No sooner had Bethany uttered the words than her cheeks turned an electrifying shade of pink. “I mean my bed. Alone. To sleep,” she added with an almost desperate note in her voice.
Peter let her off the hook. “Relax, Bethany. I didn’t take that to be an invitation.”
She was relieved, and yet…not so relieved. “Why not?” she demanded. “Do you find me unattractive?”
He looked at her. “If anyone could pull me out of my workaholic state, it would be you.” He paused, adding, “As long as you promised not to launch into another debate in the middle of a heated embrace.”
Flustered and pleased, Bethany was at a loss for words. She didn’t want to encourage him.
Yet if she were being totally honest with herself, she didn’t want to completely discourage him, either.
MARIE FERRARELLA
This USA TODAY bestselling and RITA® Award-winning author has written more than one hundred and fifty novels, some under the name Marie Nicole.

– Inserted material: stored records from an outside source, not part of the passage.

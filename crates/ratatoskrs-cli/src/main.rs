use std::path::PathBuf;

use anyhow::Result;
use clap::{Parser, Subcommand};
use tracing_subscriber::EnvFilter;

mod commands;

#[derive(Debug, Parser)]
#[command(
    name = "ratatoskrs-cli",
    version,
    about = "ratatoskrs command line interface"
)]
struct Cli {
    /// Log at debug level unless RUST_LOG says otherwise.
    #[arg(short, long, global = true)]
    verbose: bool,
    #[command(subcommand)]
    command: Commands,
}

#[derive(Debug, Subcommand)]
enum Commands {
    Version,
    #[command(about = "Per-read sequence entropy and traversal bounds as TSV")]
    Entropy {
        #[arg(long)]
        reads: PathBuf,
        #[arg(long)]
        out: Option<PathBuf>,
        /// Window length; the whole read when omitted.
        #[arg(long)]
        window: Option<usize>,
        #[arg(short = 'k', long, default_value_t = 63)]
        k: usize,
        #[arg(long, default_value_t = 1000)]
        max_len_path: usize,
    },
    #[command(about = "Build the haplotype registry and report its content")]
    PhaseStats {
        #[arg(long)]
        reads: PathBuf,
        #[arg(long = "phase", required = true, num_args = 1..)]
        phase: Vec<PathBuf>,
    },
    #[command(about = "Clamp FASTQ quality strings into the standard Sanger range")]
    StdQual {
        #[arg(long)]
        reads: PathBuf,
        #[arg(long)]
        out: PathBuf,
    },
    #[command(about = "Decode IUPAC ambiguity symbols into nucleotide flags")]
    Ambiguity {
        #[arg(required = true)]
        symbols: Vec<String>,
    },
}

fn init_logging(verbose: bool) {
    let default = if verbose { "debug" } else { "info" };
    let filter = EnvFilter::try_from_default_env().unwrap_or_else(|_| EnvFilter::new(default));
    tracing_subscriber::fmt()
        .with_env_filter(filter)
        .with_writer(std::io::stderr)
        .init();
}

fn main() -> Result<()> {
    let cli = Cli::parse();
    init_logging(cli.verbose);
    match cli.command {
        Commands::Version => commands::version::run(),
        Commands::Entropy {
            reads,
            out,
            window,
            k,
            max_len_path,
        } => commands::entropy::run(commands::entropy::EntropyArgs {
            reads,
            out,
            window,
            k,
            max_len_path,
        }),
        Commands::PhaseStats { reads, phase } => commands::phase_stats::run(&reads, &phase),
        Commands::StdQual { reads, out } => commands::std_qual::run(&reads, &out),
        Commands::Ambiguity { symbols } => commands::ambiguity::run(&symbols),
    }
}
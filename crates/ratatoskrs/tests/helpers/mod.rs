#![allow(dead_code)]

use std::collections::BTreeSet;

use ratatoskrs::evidence::EvidenceSet;

/// Deterministic generator so failures reproduce.
pub struct Lcg(u64);

impl Lcg {
    pub fn new(seed: u64) -> Self {
        Self(0x9e37_79b9_7f4a_7c15u64 ^ seed)
    }

    pub fn next_u32(&mut self) -> u32 {
        self.0 = self
            .0
            .wrapping_mul(6364136223846793005)
            .wrapping_add(1442695040888963407);
        (self.0 >> 32) as u32
    }

    pub fn below(&mut self, bound: u32) -> u32 {
        self.next_u32() % bound.max(1)
    }
}

/// `len` random ids drawn from `0..universe`, possibly repeated.
pub fn random_ids(rng: &mut Lcg, len: usize, universe: u32) -> Vec<u32> {
    (0..len).map(|_| rng.below(universe)).collect()
}

pub fn naive_intersection(a: &[u32], b: &[u32]) -> usize {
    let a: BTreeSet<u32> = a.iter().copied().collect();
    let b: BTreeSet<u32> = b.iter().copied().collect();
    a.intersection(&b).count()
}

pub fn set_of(ids: &[u32]) -> EvidenceSet {
    ids.iter().copied().collect()
}

pub fn make_seq(seed: usize, len: usize) -> Vec<u8> {
    let bases = [b'A', b'C', b'G', b'T'];
    let mut rng = Lcg::new(seed as u64);
    (0..len).map(|_| bases[rng.below(4) as usize]).collect()
}
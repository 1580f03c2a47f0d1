use anyhow::Result;

pub fn run() -> Result<()> {
    println!("ratatoskrs {}", env!("CARGO_PKG_VERSION"));
    Ok(())
}
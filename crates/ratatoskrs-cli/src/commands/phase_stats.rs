use std::path::{Path, PathBuf};

use anyhow::{Result, anyhow};
use ratatoskrs::io::{ReadIndex, load_phasing, open_fastq_reader};

pub fn run(reads_path: &Path, phase_paths: &[PathBuf]) -> Result<()> {
    let mut reader =
        open_fastq_reader(reads_path).map_err(|err| anyhow!("phase-stats failed: {err}"))?;
    let reads =
        ReadIndex::from_reads(&mut reader).map_err(|err| anyhow!("phase-stats failed: {err}"))?;

    let paths: Vec<&Path> = phase_paths.iter().map(PathBuf::as_path).collect();
    let (registry, summary) =
        load_phasing(&paths, &reads).map_err(|err| anyhow!("phase-stats failed: {err}"))?;

    println!("reads: {}", reads.len());
    println!("phased_records: {}", summary.phased);
    println!("unphased_records: {}", summary.unphased);
    println!("unknown_reads: {}", summary.unknown_reads);
    println!("haplotypes: {}", registry.haplotype_count());
    for hap in 0..registry.haplotype_count() as u32 {
        let nb = registry.phased_reads(hap).map_or(0, |set| set.len());
        println!("haplotype_{hap}: {nb}");
    }
    println!("unphased_reads: {}", registry.unphased_reads().len());
    Ok(())
}
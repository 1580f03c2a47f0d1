use std::path::PathBuf;

/// Crate-wide error type.
///
/// Only loaders and configuration checks produce these; the decision
/// primitives are total and never fail.
#[derive(thiserror::Error, Debug)]
pub enum Error {
    #[error("I/O error: {0}")]
    Io(#[from] std::io::Error),
    #[error("invalid format: {0}")]
    InvalidFormat(String),
    #[error("invalid configuration: {0}")]
    InvalidConfig(String),
    #[error("missing file: {0}")]
    MissingFile(PathBuf),
}
use anyhow::{Result, bail};
use ratatoskrs::ambiguity::decode_flags;
use ratatoskrs::util::to_upper_case;

pub fn run(symbols: &[String]) -> Result<()> {
    println!("symbol\tA\tC\tG\tT");
    let mut bytes: Vec<u8> = symbols.iter().flat_map(|s| s.bytes()).collect();
    to_upper_case(&mut bytes);
    for symbol in bytes {
        let Some(flags) = decode_flags(symbol) else {
            bail!("ambiguity failed: unknown symbol '{}'", symbol as char);
        };
        println!(
            "{}\t{}\t{}\t{}\t{}",
            symbol as char,
            flags.a as u8,
            flags.c as u8,
            flags.g as u8,
            flags.t as u8
        );
    }
    Ok(())
}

Her romances are beloved by fans worldwide.
Dear Reader,
Welcome to the first book of the Wilder saga, featuring two brothers, two sisters and a hospital. We first meet the siblings at a sad occasion, the funeral of their father, Dr James Wilder, a man much loved by the community. James was an old-fashioned kind of doctor, and “his” hospital, Walnut River General, has attracted a handful of excellent doctors, two of whom are Peter Wilder and his younger sister, Ella.
This is Peter’s book. The forty-year-old doctor is a carbon copy of his father and, with his father’s passing, he finds himself suddenly filling shoes he feels can never be filled. He also finds himself in the middle of a battle. A major conglomerate is trying to initiate a hospital takeover, and size and money are on its side. The conglomerate also has Bethany Holloway, the newest member of the hospital’s board of directors, a smart, driven woman who thinks Peter is standing in the way of progress and the future. Battle lines are drawn, then blurred as each finds themselves also involved in a war of emotions, because the immovable object and the irresistible force are very drawn to one another.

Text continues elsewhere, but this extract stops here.